_Saved data entries_
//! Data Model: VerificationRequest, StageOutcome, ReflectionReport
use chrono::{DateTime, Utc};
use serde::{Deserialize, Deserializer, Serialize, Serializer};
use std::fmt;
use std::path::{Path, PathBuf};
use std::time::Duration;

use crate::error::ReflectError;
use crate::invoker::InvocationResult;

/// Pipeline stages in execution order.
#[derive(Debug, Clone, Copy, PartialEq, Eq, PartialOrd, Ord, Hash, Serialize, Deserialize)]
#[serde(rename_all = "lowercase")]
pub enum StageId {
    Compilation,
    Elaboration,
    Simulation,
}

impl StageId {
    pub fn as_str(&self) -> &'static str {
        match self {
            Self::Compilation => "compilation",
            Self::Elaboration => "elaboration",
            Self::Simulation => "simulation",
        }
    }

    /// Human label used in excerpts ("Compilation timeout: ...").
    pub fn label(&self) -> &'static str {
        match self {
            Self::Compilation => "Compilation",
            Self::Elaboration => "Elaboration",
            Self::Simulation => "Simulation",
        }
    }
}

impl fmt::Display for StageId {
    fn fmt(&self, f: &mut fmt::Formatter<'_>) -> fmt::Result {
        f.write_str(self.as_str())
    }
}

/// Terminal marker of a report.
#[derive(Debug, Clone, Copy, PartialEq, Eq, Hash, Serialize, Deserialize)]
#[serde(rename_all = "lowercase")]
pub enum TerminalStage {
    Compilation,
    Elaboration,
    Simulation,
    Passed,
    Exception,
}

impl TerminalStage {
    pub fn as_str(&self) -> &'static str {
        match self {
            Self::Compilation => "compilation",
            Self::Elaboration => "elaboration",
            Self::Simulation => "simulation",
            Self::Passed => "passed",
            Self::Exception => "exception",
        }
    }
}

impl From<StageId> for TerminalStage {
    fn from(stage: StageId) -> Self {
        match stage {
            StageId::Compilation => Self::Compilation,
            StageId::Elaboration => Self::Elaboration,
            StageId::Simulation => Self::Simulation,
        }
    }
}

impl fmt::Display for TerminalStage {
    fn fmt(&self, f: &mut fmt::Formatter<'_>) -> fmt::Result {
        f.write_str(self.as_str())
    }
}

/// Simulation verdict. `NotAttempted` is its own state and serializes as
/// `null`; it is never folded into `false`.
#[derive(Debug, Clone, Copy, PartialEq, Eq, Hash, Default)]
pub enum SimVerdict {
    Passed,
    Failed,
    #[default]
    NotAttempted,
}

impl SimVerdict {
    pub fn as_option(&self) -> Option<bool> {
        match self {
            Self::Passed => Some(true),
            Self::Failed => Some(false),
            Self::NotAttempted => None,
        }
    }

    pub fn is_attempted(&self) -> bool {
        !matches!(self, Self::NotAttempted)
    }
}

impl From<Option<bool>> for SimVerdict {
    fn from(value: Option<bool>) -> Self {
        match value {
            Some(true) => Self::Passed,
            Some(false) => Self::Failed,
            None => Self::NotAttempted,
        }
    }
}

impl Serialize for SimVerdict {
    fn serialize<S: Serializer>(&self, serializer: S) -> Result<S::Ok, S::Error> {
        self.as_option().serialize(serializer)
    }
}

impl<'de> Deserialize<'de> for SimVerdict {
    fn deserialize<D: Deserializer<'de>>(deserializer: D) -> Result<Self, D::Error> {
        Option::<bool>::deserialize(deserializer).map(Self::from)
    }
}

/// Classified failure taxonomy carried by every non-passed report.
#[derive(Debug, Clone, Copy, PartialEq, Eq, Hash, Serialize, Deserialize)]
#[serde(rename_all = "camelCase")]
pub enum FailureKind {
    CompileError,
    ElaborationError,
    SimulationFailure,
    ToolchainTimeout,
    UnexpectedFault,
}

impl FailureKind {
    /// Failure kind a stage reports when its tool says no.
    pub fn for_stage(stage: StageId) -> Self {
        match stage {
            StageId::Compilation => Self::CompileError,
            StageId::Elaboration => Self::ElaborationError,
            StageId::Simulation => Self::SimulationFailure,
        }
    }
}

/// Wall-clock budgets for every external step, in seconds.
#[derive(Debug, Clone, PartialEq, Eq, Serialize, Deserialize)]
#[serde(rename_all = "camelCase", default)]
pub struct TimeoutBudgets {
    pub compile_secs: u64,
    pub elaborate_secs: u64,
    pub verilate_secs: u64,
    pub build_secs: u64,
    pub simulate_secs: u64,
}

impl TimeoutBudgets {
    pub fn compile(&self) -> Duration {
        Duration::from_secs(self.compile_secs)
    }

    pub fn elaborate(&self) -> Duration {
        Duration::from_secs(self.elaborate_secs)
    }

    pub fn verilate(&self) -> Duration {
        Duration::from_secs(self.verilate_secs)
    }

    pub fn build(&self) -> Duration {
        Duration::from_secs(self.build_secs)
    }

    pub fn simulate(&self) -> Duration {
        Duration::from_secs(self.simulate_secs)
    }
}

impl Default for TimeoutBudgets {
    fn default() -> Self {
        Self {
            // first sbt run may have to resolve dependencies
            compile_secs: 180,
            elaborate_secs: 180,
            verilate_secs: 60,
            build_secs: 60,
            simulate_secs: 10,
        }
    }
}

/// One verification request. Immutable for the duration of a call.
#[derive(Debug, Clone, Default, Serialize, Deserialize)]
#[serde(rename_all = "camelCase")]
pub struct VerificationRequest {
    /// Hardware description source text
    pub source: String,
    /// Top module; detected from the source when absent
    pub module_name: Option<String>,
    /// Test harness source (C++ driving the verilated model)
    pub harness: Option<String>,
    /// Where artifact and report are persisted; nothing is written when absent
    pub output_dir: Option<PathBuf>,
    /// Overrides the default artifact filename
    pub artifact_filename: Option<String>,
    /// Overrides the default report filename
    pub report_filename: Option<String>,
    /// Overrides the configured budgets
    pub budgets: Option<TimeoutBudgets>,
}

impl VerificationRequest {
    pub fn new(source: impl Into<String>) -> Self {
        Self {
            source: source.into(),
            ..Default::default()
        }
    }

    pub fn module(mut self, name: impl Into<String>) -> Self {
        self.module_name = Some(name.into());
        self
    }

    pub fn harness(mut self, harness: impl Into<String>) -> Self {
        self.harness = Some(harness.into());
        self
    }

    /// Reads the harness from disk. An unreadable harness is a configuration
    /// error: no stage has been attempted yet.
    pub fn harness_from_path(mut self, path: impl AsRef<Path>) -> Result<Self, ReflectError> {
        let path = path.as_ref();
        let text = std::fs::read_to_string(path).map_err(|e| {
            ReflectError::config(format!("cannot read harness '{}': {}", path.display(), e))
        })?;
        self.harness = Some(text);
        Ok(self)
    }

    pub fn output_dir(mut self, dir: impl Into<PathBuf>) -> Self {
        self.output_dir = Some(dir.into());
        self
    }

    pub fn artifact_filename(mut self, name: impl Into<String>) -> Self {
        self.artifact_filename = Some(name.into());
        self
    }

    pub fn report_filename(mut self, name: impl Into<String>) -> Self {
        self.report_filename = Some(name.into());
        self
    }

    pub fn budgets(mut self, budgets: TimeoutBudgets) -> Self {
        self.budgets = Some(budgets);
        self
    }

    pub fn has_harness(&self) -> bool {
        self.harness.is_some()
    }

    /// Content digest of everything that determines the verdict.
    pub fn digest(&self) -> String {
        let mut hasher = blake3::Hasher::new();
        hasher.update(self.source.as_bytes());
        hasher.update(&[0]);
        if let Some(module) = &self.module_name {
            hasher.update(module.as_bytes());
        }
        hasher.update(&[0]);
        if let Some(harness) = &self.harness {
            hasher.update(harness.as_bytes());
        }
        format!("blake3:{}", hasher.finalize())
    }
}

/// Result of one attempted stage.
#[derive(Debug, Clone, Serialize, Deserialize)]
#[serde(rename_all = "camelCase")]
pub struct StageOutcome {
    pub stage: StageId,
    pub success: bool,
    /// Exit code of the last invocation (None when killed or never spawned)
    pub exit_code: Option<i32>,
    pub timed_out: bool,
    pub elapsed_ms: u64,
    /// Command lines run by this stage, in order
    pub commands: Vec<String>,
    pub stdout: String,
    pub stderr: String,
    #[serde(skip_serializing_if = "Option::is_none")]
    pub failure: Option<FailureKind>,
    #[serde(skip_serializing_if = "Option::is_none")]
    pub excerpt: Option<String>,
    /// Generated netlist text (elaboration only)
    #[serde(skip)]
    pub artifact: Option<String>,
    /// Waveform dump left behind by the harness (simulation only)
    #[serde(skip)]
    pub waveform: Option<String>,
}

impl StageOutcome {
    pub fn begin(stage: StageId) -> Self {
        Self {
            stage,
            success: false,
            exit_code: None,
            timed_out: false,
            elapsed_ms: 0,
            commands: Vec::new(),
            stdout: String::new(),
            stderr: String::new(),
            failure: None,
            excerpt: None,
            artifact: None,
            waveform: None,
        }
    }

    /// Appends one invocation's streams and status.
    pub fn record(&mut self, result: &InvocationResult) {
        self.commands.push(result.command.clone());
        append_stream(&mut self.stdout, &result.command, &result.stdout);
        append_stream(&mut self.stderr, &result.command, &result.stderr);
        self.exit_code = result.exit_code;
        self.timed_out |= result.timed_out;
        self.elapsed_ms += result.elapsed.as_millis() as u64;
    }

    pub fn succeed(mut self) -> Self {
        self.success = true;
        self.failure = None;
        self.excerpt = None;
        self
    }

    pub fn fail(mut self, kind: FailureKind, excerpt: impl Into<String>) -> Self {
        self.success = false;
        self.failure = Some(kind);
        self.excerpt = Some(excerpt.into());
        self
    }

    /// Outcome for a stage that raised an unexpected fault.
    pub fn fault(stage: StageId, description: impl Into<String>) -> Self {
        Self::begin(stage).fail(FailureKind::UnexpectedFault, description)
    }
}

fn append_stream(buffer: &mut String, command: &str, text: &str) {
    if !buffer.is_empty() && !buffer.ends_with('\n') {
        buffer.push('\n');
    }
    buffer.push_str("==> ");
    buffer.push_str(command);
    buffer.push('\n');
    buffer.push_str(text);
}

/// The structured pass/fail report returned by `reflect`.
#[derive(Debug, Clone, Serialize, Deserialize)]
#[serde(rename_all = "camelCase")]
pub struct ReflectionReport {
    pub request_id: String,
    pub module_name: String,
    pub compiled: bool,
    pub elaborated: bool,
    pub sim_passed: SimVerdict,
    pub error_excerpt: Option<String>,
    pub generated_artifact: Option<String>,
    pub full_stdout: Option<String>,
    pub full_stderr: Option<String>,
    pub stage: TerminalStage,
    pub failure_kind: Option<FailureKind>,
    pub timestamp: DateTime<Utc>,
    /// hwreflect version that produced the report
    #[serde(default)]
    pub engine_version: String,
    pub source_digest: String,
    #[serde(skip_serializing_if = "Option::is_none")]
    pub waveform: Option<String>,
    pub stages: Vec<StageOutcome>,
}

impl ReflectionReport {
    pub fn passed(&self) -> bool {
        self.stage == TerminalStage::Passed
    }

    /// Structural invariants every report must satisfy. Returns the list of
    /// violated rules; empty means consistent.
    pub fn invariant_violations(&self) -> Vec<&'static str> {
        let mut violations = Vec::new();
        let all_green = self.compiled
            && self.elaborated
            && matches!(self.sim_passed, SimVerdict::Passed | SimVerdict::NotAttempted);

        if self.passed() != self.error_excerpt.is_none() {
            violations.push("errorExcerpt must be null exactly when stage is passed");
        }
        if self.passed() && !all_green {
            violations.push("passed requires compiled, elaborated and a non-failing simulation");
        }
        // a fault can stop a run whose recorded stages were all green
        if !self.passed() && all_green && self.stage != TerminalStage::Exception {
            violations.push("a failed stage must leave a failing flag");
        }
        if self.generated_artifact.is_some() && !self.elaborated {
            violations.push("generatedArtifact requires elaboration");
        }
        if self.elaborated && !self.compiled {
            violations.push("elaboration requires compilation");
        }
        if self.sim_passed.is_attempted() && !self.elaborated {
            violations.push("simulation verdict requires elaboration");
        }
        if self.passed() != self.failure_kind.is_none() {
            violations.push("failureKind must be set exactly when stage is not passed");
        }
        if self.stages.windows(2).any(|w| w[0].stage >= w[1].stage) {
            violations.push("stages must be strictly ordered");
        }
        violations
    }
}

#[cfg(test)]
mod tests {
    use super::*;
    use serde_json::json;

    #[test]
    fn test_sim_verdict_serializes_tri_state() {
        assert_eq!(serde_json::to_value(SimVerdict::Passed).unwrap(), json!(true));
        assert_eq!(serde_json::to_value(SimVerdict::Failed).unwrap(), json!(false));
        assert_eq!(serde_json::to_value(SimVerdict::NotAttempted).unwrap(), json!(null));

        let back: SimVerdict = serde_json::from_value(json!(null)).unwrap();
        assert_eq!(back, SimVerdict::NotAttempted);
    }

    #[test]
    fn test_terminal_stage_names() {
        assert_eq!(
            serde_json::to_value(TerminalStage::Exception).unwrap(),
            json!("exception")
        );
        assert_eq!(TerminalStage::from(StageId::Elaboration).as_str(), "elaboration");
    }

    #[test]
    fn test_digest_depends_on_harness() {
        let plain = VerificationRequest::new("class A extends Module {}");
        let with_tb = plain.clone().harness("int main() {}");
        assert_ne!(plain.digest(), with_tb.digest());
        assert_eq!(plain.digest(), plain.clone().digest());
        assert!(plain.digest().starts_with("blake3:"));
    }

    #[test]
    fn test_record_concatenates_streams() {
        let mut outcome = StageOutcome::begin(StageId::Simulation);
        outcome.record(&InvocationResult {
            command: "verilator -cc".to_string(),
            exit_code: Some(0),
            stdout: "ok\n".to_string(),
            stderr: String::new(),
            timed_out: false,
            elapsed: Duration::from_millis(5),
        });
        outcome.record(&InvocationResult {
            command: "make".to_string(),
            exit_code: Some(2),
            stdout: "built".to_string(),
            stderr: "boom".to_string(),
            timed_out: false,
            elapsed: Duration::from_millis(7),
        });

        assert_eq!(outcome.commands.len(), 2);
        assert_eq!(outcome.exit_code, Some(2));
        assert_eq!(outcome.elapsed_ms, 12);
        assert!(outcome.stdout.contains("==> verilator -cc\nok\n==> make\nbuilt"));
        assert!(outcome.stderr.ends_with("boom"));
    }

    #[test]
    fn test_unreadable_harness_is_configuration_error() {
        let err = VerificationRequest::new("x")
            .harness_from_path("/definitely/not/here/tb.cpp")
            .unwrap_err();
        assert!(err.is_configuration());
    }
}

_The task_
Among the entries above, the line containing "Human label used", the line containing "impl fmt::Display for StageId", and all lines between them are to be restated word for word; nothing else belongs in the reply.

_Task output_
    /// Human label used in excerpts ("Compilation timeout: ...").
    pub fn label(&self) -> &'static str {
        match self {
            Self::Compilation => "Compilation",
            Self::Elaboration => "Elaboration",
            Self::Simulation => "Simulation",
        }
    }
}

impl fmt::Display for StageId {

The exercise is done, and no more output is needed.